Once the power is granted by Parliament to authorize, and once the authorizing power has been exercised, that which might have given rise to tortious action in the past would no longer do so;
the authorized conduct would not in law amount to trespass.
In summary, I can find no special limitation in Part IV.1 on the use of radio devices for the interception of private communications. These devices are clearly included in the permitted forms of interception. A radio device of the type here employed, by its very characteristics, requires installation at the situs of the private communica­tion. Apart from that specific reality in the case of radio, all other forms of retrieval of private com­munications from inside buildings entail some degree of physical presence in the sense of invasion of the designated premises by physical forces. The very fact that the authorization must include the place at which the interception is to be made and a description of that place, must alert the authoriz­ing authority to the nature and manner of the proposed interception. The Code goes on to require the order of authorization to specify a manner of interception as was done in the orders here.
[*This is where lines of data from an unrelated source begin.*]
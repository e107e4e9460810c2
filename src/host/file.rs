//! File-backed host.
//!
//! Serves plugin settings and host identifiers from a TOML file:
//!
//! ```toml
//! [server]
//! diagnostic_id = "d3b5..."
//! version = "9.11.0"
//! enable_diagnostics = false
//!
//! [plugin.jitsisettings]
//! jitsiurl = "https://meet.example.org"
//! jitsiembedded = true
//! ```
//!
//! The file is re-read on every load so edits take effect on the next change
//! notification.

use std::fs;
use std::path::{Path, PathBuf};

use serde::Deserialize;
use tokio::sync::broadcast;

use crate::config::loader::ConfigError;
use crate::host::{HostError, HostEvent, LogSettings, PluginApi, ServerConfig, WebsocketBroadcast};

const EVENT_CHANNEL_CAPACITY: usize = 64;

/// Server version reported when the file does not name one.
pub const DEFAULT_SERVER_VERSION: &str = "0.0.0";

#[derive(Debug, Default, Deserialize)]
#[serde(default)]
struct HostFile {
    server: ServerSection,
    plugin: Option<toml::Value>,
}

#[derive(Debug, Default, Deserialize)]
#[serde(default)]
struct ServerSection {
    diagnostic_id: Option<String>,
    version: Option<String>,
    enable_diagnostics: Option<bool>,
}

/// Host that reads everything from a single TOML file.
pub struct FileHost {
    path: PathBuf,
    diagnostic_id: String,
    events: broadcast::Sender<HostEvent>,
}

impl FileHost {
    /// Create a host for `path`, reading the file once for its diagnostic ID.
    ///
    /// A missing diagnostic ID is replaced by a random one that is kept for
    /// the lifetime of the host.
    pub fn new(path: &Path) -> Result<Self, ConfigError> {
        let file = read_host_file(path)?;
        let diagnostic_id = file
            .server
            .diagnostic_id
            .filter(|id| !id.is_empty())
            .unwrap_or_else(|| uuid::Uuid::new_v4().to_string());
        let (events, _) = broadcast::channel(EVENT_CHANNEL_CAPACITY);

        Ok(Self {
            path: path.to_path_buf(),
            diagnostic_id,
            events,
        })
    }

    pub fn path(&self) -> &Path {
        &self.path
    }

    /// Subscribe to events the plugin publishes.
    pub fn subscribe(&self) -> broadcast::Receiver<HostEvent> {
        self.events.subscribe()
    }
}

fn read_host_file(path: &Path) -> Result<HostFile, ConfigError> {
    let content = fs::read_to_string(path).map_err(|source| ConfigError::Io {
        path: path.to_path_buf(),
        source,
    })?;
    Ok(toml::from_str(&content)?)
}

impl PluginApi for FileHost {
    fn load_plugin_configuration(&self) -> Result<serde_json::Value, HostError> {
        let file = read_host_file(&self.path).map_err(|e| HostError::new(e.to_string()))?;
        match file.plugin {
            Some(plugin) => {
                serde_json::to_value(plugin).map_err(|e| HostError::new(e.to_string()))
            }
            None => Ok(serde_json::Value::Null),
        }
    }

    fn get_config(&self) -> Option<ServerConfig> {
        match read_host_file(&self.path) {
            Ok(file) => Some(ServerConfig {
                log_settings: LogSettings {
                    enable_diagnostics: file.server.enable_diagnostics,
                },
            }),
            Err(e) => {
                tracing::debug!(error = %e, "Host settings unavailable");
                None
            }
        }
    }

    fn publish_websocket_event(
        &self,
        event: &str,
        payload: Option<serde_json::Value>,
        broadcast: &WebsocketBroadcast,
    ) {
        tracing::debug!(event, "Publishing event");
        // No subscribers is fine
        let _ = self.events.send(HostEvent {
            event: event.to_string(),
            payload,
            broadcast: broadcast.clone(),
        });
    }

    fn get_diagnostic_id(&self) -> String {
        self.diagnostic_id.clone()
    }

    fn get_server_version(&self) -> String {
        read_host_file(&self.path)
            .ok()
            .and_then(|file| file.server.version)
            .unwrap_or_else(|| DEFAULT_SERVER_VERSION.to_string())
    }
}
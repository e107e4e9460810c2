//! Host lifecycle hooks.

use std::sync::Arc;

use crate::config::loader::load_configuration;
use crate::observability::metrics::{self, ReloadOutcome};
use crate::plugin::{Plugin, PluginError, ValidationPolicy, MANIFEST, TELEMETRY_SHORT_NAME};
use crate::telemetry::{Tracker, TrackerIdentity};

impl Plugin {
    /// Invoked by the host whenever the plugin settings may have changed,
    /// including once at activation.
    ///
    /// The telemetry tracker is rebuilt whenever loading succeeds, even if the
    /// settings are then rejected. On error the previously active
    /// configuration stays in place.
    pub fn on_configuration_change(&self) -> Result<(), PluginError> {
        let mut configuration = match load_configuration(self.api.as_ref()) {
            Ok(configuration) => configuration,
            Err(e) => {
                tracing::error!(error = %e, "Failed to load plugin configuration, keeping current");
                metrics::record_config_reload(ReloadOutcome::LoadFailed);
                return Err(PluginError::LoadConfiguration(e));
            }
        };

        let enable_diagnostics = self
            .api
            .get_config()
            .map(|config| config.diagnostics_enabled())
            .unwrap_or(false);

        let identity = TrackerIdentity {
            diagnostic_id: self.api.get_diagnostic_id(),
            server_version: self.api.get_server_version(),
            plugin_id: MANIFEST.id.to_string(),
            plugin_version: MANIFEST.version.to_string(),
            telemetry_short_name: TELEMETRY_SHORT_NAME.to_string(),
        };
        self.tracker.store(Some(Arc::new(Tracker::new(
            self.telemetry_client.clone(),
            identity,
            enable_diagnostics,
        ))));

        if let Err(e) = configuration.jitsi_settings.is_valid() {
            metrics::record_validation_failure();
            match self.validation_policy {
                ValidationPolicy::Strict => {
                    tracing::error!(error = %e, "Rejecting invalid plugin configuration");
                    metrics::record_config_reload(ReloadOutcome::Rejected);
                    return Err(PluginError::InvalidConfiguration(e));
                }
                ValidationPolicy::Lenient => {
                    tracing::warn!(error = %e, "Plugin configuration is invalid, applying anyway");
                }
            }
        }

        let settings = &configuration.jitsi_settings;
        tracing::info!(
            jitsi_url = %settings.jitsi_url(),
            jwt = settings.jitsi_jwt,
            embedded = settings.jitsi_embedded,
            use_jaas = settings.use_jaas,
            naming_scheme = %settings.naming_scheme(),
            enable_diagnostics,
            "Applying plugin configuration"
        );

        self.set_configuration(Arc::new(configuration));
        metrics::record_config_reload(ReloadOutcome::Applied);
        Ok(())
    }

    /// Invoked once when the plugin is disabled. Never fails.
    pub fn on_deactivate(&self) -> Result<(), PluginError> {
        if let Some(client) = &self.telemetry_client {
            if let Err(e) = client.close() {
                tracing::warn!(error = %e, "OnDeactivate: failed to close telemetry client");
                metrics::record_telemetry_close_failure();
            }
        }
        Ok(())
    }
}
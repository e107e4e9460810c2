//! Telemetry client that writes events to the log.

use std::sync::atomic::{AtomicBool, Ordering};

use crate::telemetry::{TelemetryClient, TelemetryError, TrackedEvent};

/// Client used when running outside a real host: events go to `tracing`.
#[derive(Debug, Default)]
pub struct LogTelemetryClient {
    closed: AtomicBool,
}

impl LogTelemetryClient {
    pub fn new() -> Self {
        Self::default()
    }

    pub fn is_closed(&self) -> bool {
        self.closed.load(Ordering::SeqCst)
    }
}

impl TelemetryClient for LogTelemetryClient {
    fn enqueue(&self, event: TrackedEvent) -> Result<(), TelemetryError> {
        if self.is_closed() {
            return Err(TelemetryError::Closed);
        }
        tracing::info!(
            event = %event.event,
            user_id = %event.user_id,
            properties = ?event.properties,
            "Telemetry event"
        );
        Ok(())
    }

    fn close(&self) -> Result<(), TelemetryError> {
        if self.closed.swap(true, Ordering::SeqCst) {
            return Err(TelemetryError::Closed);
        }
        tracing::debug!("Telemetry client closed");
        Ok(())
    }
}

#[cfg(test)]
mod tests {
    use super::*;
    use std::collections::BTreeMap;

    #[test]
    fn test_close_is_terminal() {
        let client = LogTelemetryClient::new();
        let event = TrackedEvent {
            event: "jitsi_start_meeting".into(),
            user_id: "user1".into(),
            properties: BTreeMap::new(),
        };

        assert!(client.enqueue(event.clone()).is_ok());
        assert!(client.close().is_ok());
        assert!(client.is_closed());

        assert_eq!(client.enqueue(event), Err(TelemetryError::Closed));
        assert_eq!(client.close(), Err(TelemetryError::Closed));
    }
}
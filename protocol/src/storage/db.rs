//! # ChainDb — Persistent Height & Queue Storage
//!
//! sled-backed storage for the two records the admission controller reads.
//!
//! ## Tree Layout
//!
//! | Tree       | Key           | Value                    |
//! |------------|---------------|--------------------------|
//! | `metadata` | `info_block`  | `bincode(ChainHeight)`   |
//! | `queue`    | `queue_block` | `bincode(SyncCandidate)` |
//!
//! The queue holds a single slot. A new announcement replaces whatever was
//! there; the admission controller removes it when it is rejected.
//!
//! ## Atomicity
//!
//! Both removals are compare-and-delete operations on the slot. If the
//! ingestion side swaps in a fresh candidate between our read and our
//! delete, the CAS fails, we re-read, and the fresh candidate is judged on
//! its own merits instead of being dropped with the old one.

use sled::{Db, IVec, Tree};
use std::path::Path;

use super::records::{ChainHeight, SyncCandidate};
use super::store::{CandidateQueue, HeightStore};

// ---------------------------------------------------------------------------
// Error Type
// ---------------------------------------------------------------------------

/// Errors that can occur during database operations.
#[derive(Debug, thiserror::Error)]
pub enum DbError {
    #[error("sled error: {0}")]
    Sled(#[from] sled::Error),

    #[error("serialization error: {0}")]
    Serialization(String),

    #[error("key not found: {0}")]
    NotFound(String),
}

pub type DbResult<T> = Result<T, DbError>;

// ---------------------------------------------------------------------------
// Keys
// ---------------------------------------------------------------------------

/// Well-known key in the `metadata` tree for the local chain tip.
const META_INFO_BLOCK: &[u8] = b"info_block";

/// Well-known key in the `queue` tree for the pending candidate.
const QUEUE_SLOT: &[u8] = b"queue_block";

// ---------------------------------------------------------------------------
// ChainDb
// ---------------------------------------------------------------------------

/// Persistent storage for the local chain tip and the candidate queue.
///
/// Cheap to clone; clones share the same sled handles.
#[derive(Debug, Clone)]
pub struct ChainDb {
    /// The underlying sled database handle.
    db: Db,
    /// Chain metadata (currently just the info block).
    metadata: Tree,
    /// Single-slot candidate queue.
    queue: Tree,
}

impl ChainDb {
    /// Open or create a database at the given filesystem path.
    pub fn open<P: AsRef<Path>>(path: P) -> DbResult<Self> {
        let db = sled::open(path)?;
        Self::from_db(db)
    }

    /// Create a temporary database that is removed when dropped.
    pub fn open_temporary() -> DbResult<Self> {
        let config = sled::Config::new().temporary(true);
        let db = config.open()?;
        Self::from_db(db)
    }

    fn from_db(db: Db) -> DbResult<Self> {
        let metadata = db.open_tree("metadata")?;
        let queue = db.open_tree("queue")?;

        Ok(Self { db, metadata, queue })
    }

    // -- Chain tip ----------------------------------------------------------

    /// Record the local chain tip. Called by the block-application side.
    pub fn set_chain_height(&self, height: &ChainHeight) -> DbResult<()> {
        self.metadata.insert(META_INFO_BLOCK, encode(height)?)?;
        Ok(())
    }

    /// The local chain tip, or `None` if none has been recorded.
    pub fn get_chain_height(&self) -> DbResult<Option<ChainHeight>> {
        self.metadata
            .get(META_INFO_BLOCK)?
            .map(|bytes| decode(&bytes))
            .transpose()
    }

    // -- Candidate queue ----------------------------------------------------

    /// Put a candidate in the queue slot, replacing any previous one.
    pub fn enqueue_candidate(&self, candidate: &SyncCandidate) -> DbResult<()> {
        self.queue.insert(QUEUE_SLOT, encode(candidate)?)?;
        Ok(())
    }

    /// The queued candidate, if any.
    pub fn get_candidate(&self) -> DbResult<Option<SyncCandidate>> {
        self.queue
            .get(QUEUE_SLOT)?
            .map(|bytes| decode(&bytes))
            .transpose()
    }

    /// Remove the queued candidate if `matches` holds for it.
    fn remove_candidate_if<F>(&self, matches: F) -> DbResult<bool>
    where
        F: Fn(&SyncCandidate) -> bool,
    {
        loop {
            let Some(raw) = self.queue.get(QUEUE_SLOT)? else {
                return Ok(false);
            };
            let candidate: SyncCandidate = decode(&raw)?;
            if !matches(&candidate) {
                return Ok(false);
            }
            match self
                .queue
                .compare_and_swap(QUEUE_SLOT, Some(&raw), None::<&[u8]>)?
            {
                Ok(()) => return Ok(true),
                // Slot changed between get and CAS; judge the new value.
                Err(_) => continue,
            }
        }
    }

    // -- Utility ------------------------------------------------------------

    /// Force a flush of all pending writes to disk.
    pub fn flush(&self) -> DbResult<()> {
        self.db.flush()?;
        Ok(())
    }
}

impl HeightStore for ChainDb {
    fn current_height(&self) -> DbResult<Option<ChainHeight>> {
        self.get_chain_height()
    }
}

impl CandidateQueue for ChainDb {
    fn peek(&self) -> DbResult<Option<SyncCandidate>> {
        self.get_candidate()
    }

    fn delete_stale(&self, up_to: u64) -> DbResult<bool> {
        self.remove_candidate_if(|c| c.block_id <= up_to)
    }

    fn delete_by_hash(&self, hash: &[u8]) -> DbResult<bool> {
        self.remove_candidate_if(|c| c.block_hash == hash)
    }
}

fn encode<T: serde::Serialize>(value: &T) -> DbResult<Vec<u8>> {
    bincode::serialize(value).map_err(|e| DbError::Serialization(e.to_string()))
}

fn decode<T: serde::de::DeserializeOwned>(bytes: &IVec) -> DbResult<T> {
    bincode::deserialize(bytes).map_err(|e| DbError::Serialization(e.to_string()))
}

// ---------------------------------------------------------------------------
// Tests
// ---------------------------------------------------------------------------
impl AdmissionController {
    pub fn new(
        heights: Arc<dyn HeightStore>,
        queue: Arc<dyn CandidateQueue>,
        network: Arc<dyn NetworkParameters>,
        updater: Arc<dyn ChainUpdater>,
        lock: ChainLock,
        self_node_id: i64,
    ) -> Self {
        Self {
            heights,
            queue,
            network,
            updater,
            lock,
            self_node_id,
            running: RunFlag::new(),
        }
    }

    /// This node's id; candidates carrying it are never pulled.
    pub fn self_node_id(&self) -> i64 {
        self.self_node_id
    }

    /// Whether a cycle is in flight on this controller.
    pub fn is_running(&self) -> bool {
        self.running.is_set()
    }

    /// Run one admission cycle.
    ///
    /// Returns immediately with [`CycleOutcome::AlreadyRunning`] if a cycle
    /// is in progress. Otherwise waits for the chain lock and runs to
    /// completion; there is no internal cancellation or retry.
    pub async fn run_cycle(&self) -> Result<CycleOutcome, AdmissionError> {
        let Some(_running) = self.running.try_acquire() else {
            debug!("queue admission already running, skipping");
            return Ok(CycleOutcome::AlreadyRunning);
        };

        let _chain = self.lock.lock().await;
        self.admit_locked().await
    }

    async fn admit_locked(&self) -> Result<CycleOutcome, AdmissionError> {
        let local = self
            .heights
            .current_height()
            .and_then(|h| h.ok_or_else(|| DbError::NotFound("info block".to_string())))
            .map_err(|e| {
                error!(error = %e, "getting info block");
                e
            })?;

        let queued = self.queue.peek().map_err(|e| {
            error!(error = %e, "getting queue block");
            e
        })?;

        let verdict = evaluate(
            &local,
            queued.as_ref(),
            self.self_node_id,
            self.network.rollback_limit(),
        );

        let candidate = match (verdict, queued) {
            (Verdict::Admit, Some(candidate)) => candidate,
            (Verdict::Reject { rejection, cleanup }, Some(candidate)) => {
                return self.discard(candidate, local.block_id, rejection, cleanup);
            }
            _ => {
                debug!(local_height = local.block_id, "queue block not found");
                return Ok(CycleOutcome::Absent {
                    local_height: local.block_id,
                });
            }
        };

        let peer = match self.network.resolve_address(candidate.origin_node_id) {
            Ok(peer) => peer,
            Err(source) => {
                let rejection = Rejection::PeerResolutionFailed {
                    candidate: candidate.block_id,
                    source,
                };
                return self.discard(candidate, local.block_id, rejection, Cleanup::DeleteByHash);
            }
        };

        info!(
            candidate = candidate.block_id,
            hash = %candidate.hash_hex(),
            local_height = local.block_id,
            origin = candidate.origin_node_id,
            peer = %peer,
            "updating chain from honor node"
        );

        let result = self.updater.sync(&peer, candidate.block_id).await;
        match &result {
            Ok(()) => info!(
                candidate = candidate.block_id,
                peer = %peer,
                "chain update finished"
            ),
            Err(e) => error!(
                candidate = candidate.block_id,
                peer = %peer,
                error = %e,
                "chain update failed"
            ),
        }

        Ok(CycleOutcome::Delegated {
            candidate,
            local_height: local.block_id,
            peer,
            result,
        })
    }

    /// Log the rejection, apply its queue cleanup and build the outcome.
    fn discard(
        &self,
        candidate: SyncCandidate,
        local_height: u64,
        rejection: Rejection,
        cleanup: Cleanup,
    ) -> Result<CycleOutcome, AdmissionError> {
        if matches!(rejection, Rejection::SelfOriginated { .. }) {
            debug!(
                candidate = candidate.block_id,
                origin = candidate.origin_node_id,
                "queue block generated by this node"
            );
        } else {
            warn!(
                candidate = candidate.block_id,
                hash = %candidate.hash_hex(),
                local_height,
                origin = candidate.origin_node_id,
                reason = rejection.reason(),
                error = %rejection,
                "queue block rejected"
            );
        }

        let removal = match cleanup {
            Cleanup::Keep => Ok(false),
            Cleanup::DeleteStale => self.queue.delete_stale(candidate.block_id),
            Cleanup::DeleteByHash => self.queue.delete_by_hash(&candidate.block_hash),
        };

        let removed = match removal {
            Ok(removed) => removed,
            Err(source) => {
                error!(
                    candidate = candidate.block_id,
                    local_height,
                    origin = candidate.origin_node_id,
                    reason = rejection.reason(),
                    error = %source,
                    "deleting rejected queue block"
                );
                return Err(AdmissionError::CleanupFailed {
                    candidate,
                    local_height,
                    rejection,
                    source,
                });
            }
        };

        Ok(CycleOutcome::Rejected {
            candidate,
            local_height,
            rejection,
            removed,
        })
    }
}
//! # Queue Daemon
//!
//! Drives an [`AdmissionController`] on a fixed interval until told to stop.
//!
//! Each tick runs one cycle and reports the result to an optional
//! [`OutcomeObserver`] (the node uses this for Prometheus counters and the
//! status endpoint). Failures are logged and otherwise ignored: the next
//! tick is the retry.
//!
//! ## Shutdown
//!
//! The loop watches a `tokio::sync::watch` channel. When the sender sends
//! `true` or is dropped, the loop exits after the in-flight cycle finishes.
//! A cycle is never abandoned halfway through.

use std::sync::Arc;
use std::time::Duration;

use tokio::sync::watch;
use tracing::{error, info};

use super::controller::{AdmissionController, AdmissionError, CycleOutcome};
use crate::config;

/// Receives the result of every cycle the daemon runs.
pub trait OutcomeObserver: Send + Sync {
    fn observe(&self, outcome: &Result<CycleOutcome, AdmissionError>);
}

/// Periodic driver for queue admission.
pub struct QueueDaemon {
    controller: Arc<AdmissionController>,
    interval: Duration,
    observer: Option<Arc<dyn OutcomeObserver>>,
}

impl QueueDaemon {
    pub fn new(controller: Arc<AdmissionController>) -> Self {
        Self {
            controller,
            interval: config::QUEUE_CHECK_INTERVAL,
            observer: None,
        }
    }

    pub fn with_interval(mut self, interval: Duration) -> Self {
        self.interval = interval;
        self
    }

    pub fn with_observer(mut self, observer: Arc<dyn OutcomeObserver>) -> Self {
        self.observer = Some(observer);
        self
    }

    pub fn interval(&self) -> Duration {
        self.interval
    }

    /// Run one cycle and report it.
    pub async fn tick(&self) -> Result<CycleOutcome, AdmissionError> {
        let outcome = self.controller.run_cycle().await;
        if let Err(e) = &outcome {
            error!(error = %e, "queue admission cycle failed");
        }
        if let Some(observer) = &self.observer {
            observer.observe(&outcome);
        }
        outcome
    }

    /// Tick every `interval` until `shutdown` fires.
    pub async fn run(&self, mut shutdown: watch::Receiver<bool>) {
        info!(interval_ms = self.interval.as_millis() as u64, "queue daemon starting");

        loop {
            if *shutdown.borrow() {
                break;
            }

            // Errors are already logged and observed; the next tick retries.
            let _ = self.tick().await;

            tokio::select! {
                _ = tokio::time::sleep(self.interval) => {}
                changed = shutdown.changed() => {
                    if changed.is_err() {
                        break;
                    }
                }
            }
        }

        info!("queue daemon stopped");
    }
}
I believe that a court, in issuing an authorization under Part IV.1, should, in the exercise of its supervisory function, designate the type of device or devices which may be employed and the proce­dures and conditions which, in the circumstances revealed in the application, are necessary or advis­able in the public interest. The absence of such detail does not go to the validity of the order because in many circumstances only the general clauses of the subsections themselves will be appropriate. My observation is intended to give emphasis to the importance of the judicial role in the program of privacy regulation as prescribed by Parliament in these provisions. I cannot but con­clude that Parliament intentionally adopted a broad and, at the same time, detailed code of provisions for the controlled interception of private communications, including interception in the manner which here occurred. It is for the judiciary to protect the public interest and to maintain in the authorizing process the balance between the two competing elements inherent in the regulation of the invasion of privacy in the detection of crime. Third party occupants and their relationship to the officers engaged in installing these devices will be governed by those provisions in the Code relating to the position of law enforcement officers in the
execution of their duties generally. The position of the occupants under civil law will be affected by Part IV.1 in the same way as other provisions in the Code may affect the rights in individuals affected by law enforcement operations. Since 1977 a greater burden has been placed upon the court to know the nature of the proposed intercep­tion and the manner in which such interception is to be made. This in turn enables the court to prescribe the terms and conditions which shall be considered advisable in the public interest in all the circumstances surrounding the proposed interception.
For these reasons, I would dismiss the appeals.
Appeals dismissed, DICKSON and CHOUINARD JJ. dissenting.
Solicitor for the appellant Lyons: Howard Rubin, North Vancouver.
Solicitors for the appellant Prevedoros: Clarke, Covell, Banks, Vancouver.
Solicitors for the appellant McGuire: Achtem, Alexander, Victoria.
[*] Ritchie J. took no part in the judgment.